Absolute Time

According to Newton, absolute time is the real and true time. You might think of it as the time kept by God's stopwatch, though anyone but fundamentalists should use this only as a metaphor. Like the British Royal Family, absolute time flows smoothly without relation to anything external and is not liable to any change.

Relative, apparent, and common time is, or was, measured by a sundial. But the solar day, the time it takes the sun to return to zenith, varies by about 20 minutes per year. Tapping the sundial will not correct this, and moving it every time the sun misbehaves pales very quickly. Ptolemy tried to avoid relative time using a sidereal day — the time it takes a star to return to zenith — he assumed this to be constant, because the (supposed) outermost celestial sphere has (supposedly) a constant, absolute motion. But once the outer rotating celestial sphere had been recycled into Newton's infinite space + rotating earth, astronomers had to think again.

Newton said, "it may be that there is no such thing as an equable motion whereby time may be accurately measured"[1]. Newton's laws of motion and Newton's universal law of gravitation indicate that any moving object that can be used as a clock can be knocked out of kilter by anything from a drunk tripping over it to a cosmic ray damaging its innards. We may never get to look at God's stopwatch. 

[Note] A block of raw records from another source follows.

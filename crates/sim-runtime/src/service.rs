//! Game service: identity-keyed operations over the engine and the store.
//!
//! Every call takes the owner identity explicitly; there is no ambient
//! "current game". Turn commits are compare-and-swap on the quarter that was
//! read, so two concurrent submissions for one game cannot both succeed.

use crate::engine::{resolve_turn_detailed, starting_state, TurnError, TurnReport};
use crate::rpc::{AdvanceTurnRequest, AdvanceTurnResult, Dashboard};
use persistence::{PersistenceError, StoredGame};
use sim_core::{
    validate_config, GameConfig, GameOutcome, GameState, SettlementRecord, ValidationError,
};
use sqlx::SqlitePool;
use thiserror::Error;
use tracing::{info, warn};

#[derive(Debug, Error)]
pub enum GameError {
    /// Bad input; fix it and resubmit.
    #[error(transparent)]
    Validation(#[from] ValidationError),
    /// The game has ended; reset instead of retrying.
    #[error("game is over ({0}); reset to play again")]
    TerminalState(GameOutcome),
    /// Store failure. The operation was atomic, so it can be retried after
    /// re-reading the game.
    #[error(transparent)]
    Persistence(#[from] PersistenceError),
    #[error("no game found for {0}")]
    NotFound(String),
}

impl GameError {
    /// Only transient store failures are worth another attempt, and only
    /// after re-reading the game.
    pub fn is_retryable(&self) -> bool {
        matches!(self, GameError::Persistence(e) if e.is_transient())
    }
}

impl From<TurnError> for GameError {
    fn from(e: TurnError) -> Self {
        match e {
            TurnError::Validation(v) => GameError::Validation(v),
            TurnError::TerminalState(o) => GameError::TerminalState(o),
        }
    }
}

/// A quarter resolved against a game as it was read, not yet written.
#[derive(Clone, Debug)]
pub struct PreparedTurn {
    game: StoredGame,
    report: TurnReport,
}

impl PreparedTurn {
    pub fn report(&self) -> &TurnReport {
        &self.report
    }
}

pub struct GameService {
    pool: SqlitePool,
    config: GameConfig,
}

impl GameService {
    pub fn new(pool: SqlitePool, config: GameConfig) -> Result<Self, GameError> {
        validate_config(&config)?;
        Ok(Self { pool, config })
    }

    pub fn config(&self) -> &GameConfig {
        &self.config
    }

    pub fn pool(&self) -> &SqlitePool {
        &self.pool
    }

    async fn require_game(&self, owner: &str) -> Result<StoredGame, GameError> {
        persistence::load_game(&self.pool, owner)
            .await?
            .ok_or_else(|| GameError::NotFound(owner.to_string()))
    }

    /// Create the owner's game if it does not exist yet.
    pub async fn start_game(&self, owner: &str) -> Result<Dashboard, GameError> {
        let game =
            persistence::create_game(&self.pool, owner, &starting_state(&self.config)).await?;
        self.dashboard_for(game).await
    }

    /// Current state plus the most recent settlements.
    pub async fn dashboard(&self, owner: &str) -> Result<Dashboard, GameError> {
        let game = self.require_game(owner).await?;
        self.dashboard_for(game).await
    }

    async fn dashboard_for(&self, game: StoredGame) -> Result<Dashboard, GameError> {
        let history =
            persistence::recent_history(&self.pool, game.id, self.config.history_window).await?;
        Ok(Dashboard::new(game.id, game.state, &self.config, history))
    }

    /// All visible settlements, oldest first.
    pub async fn history(&self, owner: &str) -> Result<Vec<SettlementRecord>, GameError> {
        let game = self.require_game(owner).await?;
        Ok(persistence::all_history(&self.pool, game.id).await?)
    }

    /// Resolve one quarter for the owner's game and commit it.
    pub async fn advance_turn(
        &self,
        owner: &str,
        req: &AdvanceTurnRequest,
    ) -> Result<AdvanceTurnResult, GameError> {
        let prepared = self.prepare_turn(owner, req).await?;
        self.commit_turn(prepared).await
    }

    /// Read the owner's game and resolve a quarter against it without
    /// writing anything.
    pub async fn prepare_turn(
        &self,
        owner: &str,
        req: &AdvanceTurnRequest,
    ) -> Result<PreparedTurn, GameError> {
        let decisions = req.to_decisions()?;
        let game = self.require_game(owner).await?;

        let mut rules = self.config.clone();
        rules.desk_capacity = req.effective_capacity(&self.config);
        match resolve_turn_detailed(&game.state, &decisions, &rules) {
            Ok(report) => Ok(PreparedTurn { game, report }),
            Err(e) => {
                warn!(owner, game_id = %game.id, error = %e, "turn rejected");
                Err(e.into())
            }
        }
    }

    /// Commit a prepared turn. Fails with a retryable
    /// `PersistenceError::StaleState` if the game moved since it was read.
    pub async fn commit_turn(&self, prepared: PreparedTurn) -> Result<AdvanceTurnResult, GameError> {
        let PreparedTurn { game, report } = prepared;
        let cumulative_profit = persistence::commit_turn(
            &self.pool,
            game.id,
            game.state.current_quarter,
            &report.next,
            &report.settlement,
        )
        .await?;
        let outcome = sim_core::classify_outcome(&report.next, self.config.victory_quarter);
        info!(
            owner = %game.owner,
            game_id = %game.id,
            quarter = report.next.current_quarter,
            cash = %report.next.cash,
            %outcome,
            "turn advanced"
        );
        Ok(AdvanceTurnResult {
            is_win: outcome == GameOutcome::Victory,
            cumulative_profit,
            new_cash: report.next.cash,
            outcome,
            state: report.next,
            settlement: report.settlement,
        })
    }

    /// Restart the owner's game from the configured starting state, hiding
    /// earlier settlements. Creates the game if needed.
    pub async fn reset_game(&self, owner: &str) -> Result<GameState, GameError> {
        let game =
            persistence::reset_game(&self.pool, owner, &starting_state(&self.config)).await?;
        Ok(game.state)
    }
}
use std::io::{self, Stdout};
use std::time::Duration;

use anyhow::Result;
use crossterm::{
    event::{Event as CrosstermEvent, EventStream},
    execute,
    terminal::{EnterAlternateScreen, LeaveAlternateScreen, disable_raw_mode, enable_raw_mode},
};
use futures::StreamExt;
use ratatui::{Terminal, backend::CrosstermBackend};
use tokio::sync::mpsc;
use tokio::time::{Interval, MissedTickBehavior, interval};
use tracing::debug;

use crate::event::Event;

pub type Tui = Terminal<CrosstermBackend<Stdout>>;

pub fn init() -> Result<Tui> {
    debug!("entering alternate screen");
    enable_raw_mode()?;
    let mut stdout = io::stdout();
    execute!(stdout, EnterAlternateScreen)?;
    let backend = CrosstermBackend::new(stdout);
    let terminal = Terminal::new(backend)?;
    Ok(terminal)
}

pub fn restore() -> Result<()> {
    debug!("leaving alternate screen");
    disable_raw_mode()?;
    execute!(io::stdout(), LeaveAlternateScreen)?;
    Ok(())
}

/// Merges terminal input, a UI tick and background task results into one
/// stream of [`Event`]s.
pub struct EventHandler {
    event_stream: EventStream,
    tick: Interval,
    tx: mpsc::UnboundedSender<Event>,
    rx: mpsc::UnboundedReceiver<Event>,
}

impl EventHandler {
    pub fn new(tick_rate_ms: u64) -> Self {
        let mut tick = interval(Duration::from_millis(tick_rate_ms));
        tick.set_missed_tick_behavior(MissedTickBehavior::Skip);
        let (tx, rx) = mpsc::unbounded_channel();
        Self {
            event_stream: EventStream::new(),
            tick,
            tx,
            rx,
        }
    }

    /// Handle for background tasks to report back on.
    pub fn sender(&self) -> mpsc::UnboundedSender<Event> {
        self.tx.clone()
    }

    pub async fn next(&mut self) -> Result<Event> {
        loop {
            tokio::select! {
                _ = self.tick.tick() => {
                    return Ok(Event::Tick);
                }
                Some(event) = self.rx.recv() => {
                    return Ok(event);
                }
                event = self.event_stream.next() => {
                    match event {
                        Some(Ok(CrosstermEvent::Key(key)))
                            if key.kind == crossterm::event::KeyEventKind::Press =>
                        {
                            return Ok(Event::Key(key));
                        }
                        Some(Ok(CrosstermEvent::Resize(_, _))) => {
                            return Ok(Event::Resize);
                        }
                        Some(Err(e)) => return Err(e.into()),
                        None => anyhow::bail!("terminal event stream closed"),
                        _ => {}
                    }
                }
            }
        }
    }
}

Newton believed that accelerating an object to any velocity, even close to the speed of light, would have no effect on absolute time. But deductions from *Einstein's special theory of relativity showed that that time measured by someone in a rocket ship would be slower than that measured by someone on earth. This led physicists to believe that there is no absolute time. Just as there is no scientific reason to believe in God, there is no scientific reason to believe in his stopwatch.

Newton also said, "The duration or perseverance of the existence of things remains the same, whether the motions are swift or slow." But in his time he had neither the means or inclination to test this idea experimentally. We now know that, for instance, unstable elementary particles will remain in existence longer if they are travelling swiftly relative to an observer than if they are motionless relative to the observer. Again, this follows from Einstein's Special Theory of Relativity.

Reference: [1] Scholium to the definitions in Philosophiae Naturalis Principia Mathematica, Bk. 1 (1689) (reading this is optional).